Late and out-of-order data handling
Data received out of order is recorded with an appropriate ingest timestamp
Late data is recorded, irrespective of where its correct destination is in the lifecycle (RDB, IDB, HDB)
Late data is included by default for all requests, q (getData) and ANSI SQL
Late data can be filtered out (for example, to see only data present in the system at a particular point in time)

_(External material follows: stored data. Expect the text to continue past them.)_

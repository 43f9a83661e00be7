use axum::{extract::State, http::StatusCode};
use uuid::Uuid;

use models::news_article::{self, NewArticle, ArticleChanges};
use service::db::news_service;

use crate::errors::{AppJson, AppPath, JsonApiError};
use crate::state::ServerState;

/// Published articles, newest first.
pub async fn list_visible(State(state): State<ServerState>) -> Result<AppJson<Vec<news_article::Model>>, JsonApiError> {
    Ok(AppJson(news_service::list_visible(state.db()?, None).await?))
}

pub async fn list_all(State(state): State<ServerState>) -> Result<AppJson<Vec<news_article::Model>>, JsonApiError> {
    Ok(AppJson(news_service::list_all(state.db()?).await?))
}

pub async fn get(
    State(state): State<ServerState>,
    AppPath(id): AppPath<Uuid>,
) -> Result<AppJson<news_article::Model>, JsonApiError> {
    news_service::get(state.db()?, id)
        .await?
        .map(AppJson)
        .ok_or_else(|| JsonApiError::not_found("news article"))
}

pub async fn create(
    State(state): State<ServerState>,
    AppJson(input): AppJson<NewArticle>,
) -> Result<(StatusCode, AppJson<news_article::Model>), JsonApiError> {
    let created = news_service::create(state.db()?, input).await?;
    Ok((StatusCode::CREATED, AppJson(created)))
}

pub async fn update(
    State(state): State<ServerState>,
    AppPath(id): AppPath<Uuid>,
    AppJson(changes): AppJson<ArticleChanges>,
) -> Result<AppJson<news_article::Model>, JsonApiError> {
    Ok(AppJson(news_service::update(state.db()?, id, changes).await?))
}

pub async fn delete(
    State(state): State<ServerState>,
    AppPath(id): AppPath<Uuid>,
) -> Result<StatusCode, JsonApiError> {
    news_service::delete(state.db()?, id).await?;
    Ok(StatusCode::NO_CONTENT)
}
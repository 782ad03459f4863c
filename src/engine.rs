//! Multi-step forecast engine.
//!
//! Drives the Seeding → Stepping → Finalized loop: seeds a rolling window
//! from the observation store, computes a volatility profile, then emits
//! `horizon` forecast steps where each step's value is the previous value
//! perturbed by a volatility-scaled Gaussian shock and hard-clipped to a
//! per-step band.
//!
//! Persistence is the caller's final move: hand the finished batch to a
//! [`ForecastSink`](crate::store::ForecastSink) via `replace_batch`. Keeping
//! that call outside [`ForecastEngine::forecast`] means a sink failure never
//! costs the computed batch; the caller retries the write without re-running
//! inference.

use crate::buffer::{JointObservation, WindowBuffer};
use crate::error::ForecastError;
use crate::models::{ModelBundle, ModelKind};
use crate::store::ObservationStore;
use crate::volatility::VolatilityProfile;
use crate::Result;
use chrono::{Duration, NaiveDate};
use rand::rngs::StdRng;
use rand::{Rng, SeedableRng};
use rand_distr::StandardNormal;
use serde::{Deserialize, Serialize};

/// Configuration for a forecast engine.
#[derive(Debug, Clone, Serialize, Deserialize)]
pub struct EngineConfig {
    /// Model input window length
    pub sequence_length: usize,

    /// Number of forecast steps to emit per run
    pub horizon: usize,

    /// Maximum per-step fractional deviation from the previous value
    pub clip_fraction: f64,

    /// Fixed RNG seed for reproducible runs; `None` seeds from entropy
    pub rng_seed: Option<u64>,
}

impl Default for EngineConfig {
    fn default() -> Self {
        Self {
            sequence_length: 5,
            horizon: 50,
            clip_fraction: 0.05,
            rng_seed: None,
        }
    }
}

/// One emitted forecast point.
#[derive(Debug, Clone, Copy, PartialEq)]
pub struct ForecastStep {
    pub date: NaiveDate,
    pub predicted_btc: f64,
    pub predicted_oil: f64,
}

/// The complete, ordered output of one engine run.
pub type ForecastBatch = Vec<ForecastStep>;

/// Iterative multi-step forecaster over the joint BTC/oil series.
///
/// Owns the model bundle for its lifetime; the window buffer and volatility
/// profile are created fresh on every run and discarded afterwards.
pub struct ForecastEngine {
    models: ModelBundle,
    config: EngineConfig,
    rng: StdRng,
}

impl ForecastEngine {
    /// Create an engine around an already-loaded model bundle.
    pub fn new(models: ModelBundle, config: EngineConfig) -> Self {
        let rng = match config.rng_seed {
            Some(seed) => StdRng::seed_from_u64(seed),
            None => StdRng::from_entropy(),
        };
        Self {
            models,
            config,
            rng,
        }
    }

    /// Produce one full forecast batch: seed, then step `horizon` times.
    ///
    /// Any failure aborts the whole run with no batch emitted, so a caller
    /// that only persists a returned batch can never write partial output.
    /// The returned batch is plain data: if the subsequent sink write fails,
    /// it is still in hand for a retry.
    pub fn forecast<S: ObservationStore>(&mut self, store: &S) -> Result<ForecastBatch> {
        // Seeding.
        let history = store.fetch_recent_joint(self.config.sequence_length)?;
        let mut window = WindowBuffer::new(self.config.sequence_length);
        window.seed(&history)?;
        let profile = VolatilityProfile::estimate(&window)?;
        tracing::debug!(
            btc_volatility = profile.btc_volatility,
            oil_volatility = profile.oil_volatility,
            "seeded from {} observations",
            history.len()
        );

        let last = history
            .last()
            .copied()
            .ok_or(ForecastError::InsufficientHistory {
                have: 0,
                need: self.config.sequence_length,
            })?;
        let mut last_btc = last.btc_price;
        let mut last_oil = last.oil_price;
        let mut date = last.date;

        // Stepping.
        let mut batch = Vec::with_capacity(self.config.horizon);
        for step in 0..self.config.horizon {
            // Raw model predictions. The emitted value is driven by the
            // volatility-shocked candidate below; the correlation output in
            // particular is consulted but not blended in.
            let raw_btc = self.models.predict(ModelKind::Btc, window.btc_input()?)?;
            let raw_oil = self.models.predict(ModelKind::Oil, window.oil_input()?)?;
            let correlation_hint = self
                .models
                .predict(ModelKind::Correlation, window.joint_input()?)?;
            tracing::debug!(step, raw_btc, raw_oil, correlation_hint, "model outputs");

            let btc_shock: f64 =
                self.rng.sample::<f64, _>(StandardNormal) * profile.btc_volatility;
            let oil_shock: f64 =
                self.rng.sample::<f64, _>(StandardNormal) * profile.oil_volatility;

            let btc_candidate = clip(last_btc * (1.0 + btc_shock), last_btc, self.config.clip_fraction);
            let oil_candidate = clip(last_oil * (1.0 + oil_shock), last_oil, self.config.clip_fraction);

            // Dates run forward from the day after the last observation.
            date = date + Duration::days(1);
            let emitted = JointObservation {
                date,
                btc_price: btc_candidate,
                oil_price: oil_candidate,
            };
            window.push(emitted);
            batch.push(ForecastStep {
                date,
                predicted_btc: btc_candidate,
                predicted_oil: oil_candidate,
            });

            last_btc = btc_candidate;
            last_oil = oil_candidate;
        }

        Ok(batch)
    }
}

/// Hard per-step bound: clamp `candidate` to within `fraction` of `last`.
fn clip(candidate: f64, last: f64, fraction: f64) -> f64 {
    candidate.clamp(last * (1.0 - fraction), last * (1.0 + fraction))
}
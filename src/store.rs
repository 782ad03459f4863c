//! Observation store and forecast sink.
//!
//! The engine consumes these two narrow interfaces; the SQLite adapter
//! implements both over a single connection, matching the deployed schema
//! (`btc_daily` / `oil_daily` source tables, `predictions` output table).

use crate::buffer::JointObservation;
use crate::engine::ForecastStep;
use crate::error::ForecastError;
use crate::Result;
use chrono::NaiveDate;
use rusqlite::{params, Connection};
use std::path::Path;

/// Supplies ordered historical joint observations.
pub trait ObservationStore {
    /// Fetch at least `min_count` joint observations, ascending by date.
    ///
    /// Only dates present in both source series qualify. Fails with
    /// [`ForecastError::InsufficientHistory`] when fewer exist.
    fn fetch_recent_joint(&self, min_count: usize) -> Result<Vec<JointObservation>>;
}

/// Persists a forecast batch, replacing prior contents.
pub trait ForecastSink {
    /// Atomically replace the stored batch with `batch`.
    ///
    /// Either the entire prior batch is replaced by the entire new batch,
    /// or neither changes.
    fn replace_batch(&mut self, batch: &[ForecastStep]) -> Result<()>;
}

const CREATE_PREDICTIONS_TABLE: &str = "
CREATE TABLE IF NOT EXISTS predictions (
    id INTEGER PRIMARY KEY AUTOINCREMENT,
    date TEXT NOT NULL UNIQUE,
    prediction_bitcoin REAL NOT NULL,
    prediction_oil REAL NOT NULL,
    created_at TEXT NOT NULL DEFAULT CURRENT_TIMESTAMP
)";

/// SQLite-backed observation store and forecast sink.
pub struct SqliteForecastDb {
    conn: Connection,
}

impl SqliteForecastDb {
    /// Open the database file and bootstrap the predictions table.
    ///
    /// The connection is released when the value is dropped, on every exit
    /// path including failures.
    pub fn open(path: &Path) -> Result<Self> {
        let conn = Connection::open(path)?;
        Self::from_connection(conn)
    }

    /// Wrap an existing connection (in-memory databases in tests).
    pub fn from_connection(conn: Connection) -> Result<Self> {
        conn.execute(CREATE_PREDICTIONS_TABLE, [])?;
        Ok(Self { conn })
    }

    /// Read back the currently stored batch, ascending by date.
    pub fn stored_batch(&self) -> Result<Vec<ForecastStep>> {
        let mut stmt = self.conn.prepare(
            "SELECT date, prediction_bitcoin, prediction_oil
             FROM predictions
             ORDER BY date ASC",
        )?;
        let steps = stmt
            .query_map([], |row| {
                Ok(ForecastStep {
                    date: row.get(0)?,
                    predicted_btc: row.get(1)?,
                    predicted_oil: row.get(2)?,
                })
            })?
            .collect::<std::result::Result<Vec<_>, _>>()?;
        Ok(steps)
    }
}

impl ObservationStore for SqliteForecastDb {
    fn fetch_recent_joint(&self, min_count: usize) -> Result<Vec<JointObservation>> {
        let mut stmt = self.conn.prepare(
            "SELECT b.date, b.value, o.value
             FROM btc_daily b
             INNER JOIN oil_daily o ON b.date = o.date
             ORDER BY b.date DESC
             LIMIT ?",
        )?;
        let rows = stmt
            .query_map(params![min_count as i64], |row| {
                Ok(JointObservation {
                    date: row.get::<_, NaiveDate>(0)?,
                    btc_price: row.get(1)?,
                    oil_price: row.get(2)?,
                })
            })?
            .collect::<std::result::Result<Vec<_>, _>>()?;

        if rows.len() < min_count {
            return Err(ForecastError::InsufficientHistory {
                have: rows.len(),
                need: min_count,
            });
        }

        // Fetched newest-first for the LIMIT; reverse to chronological order.
        let mut observations = rows;
        observations.reverse();
        Ok(observations)
    }
}

impl ForecastSink for SqliteForecastDb {
    fn replace_batch(&mut self, batch: &[ForecastStep]) -> Result<()> {
        let tx = self.conn.transaction()?;
        tx.execute("DELETE FROM predictions", [])?;
        {
            let mut insert = tx.prepare(
                "INSERT INTO predictions (date, prediction_bitcoin, prediction_oil)
                 VALUES (?1, ?2, ?3)",
            )?;
            for step in batch {
                insert.execute(params![step.date, step.predicted_btc, step.predicted_oil])?;
            }
        }
        tx.commit()?;
        Ok(())
    }
}

#[cfg(test)]
mod tests {
    use super::*;

    fn date(day: u32) -> NaiveDate {
        NaiveDate::from_ymd_opt(2025, 1, day).unwrap()
    }

    fn db_with_history(btc: &[(u32, f64)], oil: &[(u32, f64)]) -> SqliteForecastDb {
        let conn = Connection::open_in_memory().unwrap();
        conn.execute_batch(
            "CREATE TABLE btc_daily (date TEXT NOT NULL, value REAL NOT NULL);
             CREATE TABLE oil_daily (date TEXT NOT NULL, value REAL NOT NULL);",
        )
        .unwrap();
        for &(day, value) in btc {
            conn.execute(
                "INSERT INTO btc_daily (date, value) VALUES (?1, ?2)",
                params![date(day), value],
            )
            .unwrap();
        }
        for &(day, value) in oil {
            conn.execute(
                "INSERT INTO oil_daily (date, value) VALUES (?1, ?2)",
                params![date(day), value],
            )
            .unwrap();
        }
        SqliteForecastDb::from_connection(conn).unwrap()
    }

    fn step(day: u32, btc: f64, oil: f64) -> ForecastStep {
        ForecastStep {
            date: date(day),
            predicted_btc: btc,
            predicted_oil: oil,
        }
    }

    #[test]
    fn test_fetch_joins_on_date() {
        // Oil is missing day 3, so day 3 must not appear.
        let db = db_with_history(
            &[(1, 100.0), (2, 101.0), (3, 102.0), (4, 103.0)],
            &[(1, 50.0), (2, 51.0), (4, 52.0)],
        );
        let observations = db.fetch_recent_joint(3).unwrap();
        assert_eq!(observations.len(), 3);
        assert_eq!(observations[0].date, date(1));
        assert_eq!(observations[2].date, date(4));
        assert_eq!(observations[2].btc_price, 103.0);
        assert_eq!(observations[2].oil_price, 52.0);
    }

    #[test]
    fn test_fetch_ascending_and_limited() {
        let btc: Vec<_> = (1..=10).map(|d| (d, 100.0 + d as f64)).collect();
        let oil: Vec<_> = (1..=10).map(|d| (d, 50.0 + d as f64)).collect();
        let db = db_with_history(&btc, &oil);
        let observations = db.fetch_recent_joint(5).unwrap();
        assert_eq!(observations.len(), 5);
        // Most recent 5 days, oldest first.
        assert_eq!(observations[0].date, date(6));
        assert_eq!(observations[4].date, date(10));
    }

    #[test]
    fn test_fetch_insufficient_history() {
        let db = db_with_history(&[(1, 100.0), (2, 101.0)], &[(1, 50.0), (2, 51.0)]);
        let err = db.fetch_recent_joint(5).unwrap_err();
        assert!(matches!(
            err,
            ForecastError::InsufficientHistory { have: 2, need: 5 }
        ));
    }

    #[test]
    fn test_replace_batch_roundtrip() {
        let mut db = db_with_history(&[], &[]);
        let first = vec![step(10, 100.0, 50.0), step(11, 101.0, 51.0)];
        db.replace_batch(&first).unwrap();
        assert_eq!(db.stored_batch().unwrap(), first);

        let second = vec![step(20, 200.0, 60.0)];
        db.replace_batch(&second).unwrap();
        assert_eq!(db.stored_batch().unwrap(), second);
    }

    #[test]
    fn test_replace_batch_empty_clears() {
        let mut db = db_with_history(&[], &[]);
        db.replace_batch(&[step(10, 100.0, 50.0)]).unwrap();
        db.replace_batch(&[]).unwrap();
        assert!(db.stored_batch().unwrap().is_empty());
    }

    #[test]
    fn test_replace_batch_is_atomic() {
        let mut db = db_with_history(&[], &[]);
        let prior = vec![step(10, 100.0, 50.0), step(11, 101.0, 51.0)];
        db.replace_batch(&prior).unwrap();

        // Duplicate date violates the UNIQUE constraint mid-insert; the
        // whole replace must roll back, leaving the prior batch intact.
        let broken = vec![step(20, 200.0, 60.0), step(20, 201.0, 61.0)];
        let err = db.replace_batch(&broken).unwrap_err();
        assert!(matches!(err, ForecastError::Storage(_)));
        assert_eq!(db.stored_batch().unwrap(), prior);
    }
}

Performance is not significantly impacted by late data arrival, including for object storage tiers
Reference data can be queried in the Explore Window, in a data pipeline and as part of the getData() API
Support for non time-series reference data in Database
Data in reference tables can be joined to time-series tables in free-form q queries
Improved SQL support for queries (joins and complex queries, except for reference tables)
Compression support, including object storage
Improved resiliency and performance

[NEW] User Interface

Scratchpads
Data can be pulled into the scratchpad using either sql or getData()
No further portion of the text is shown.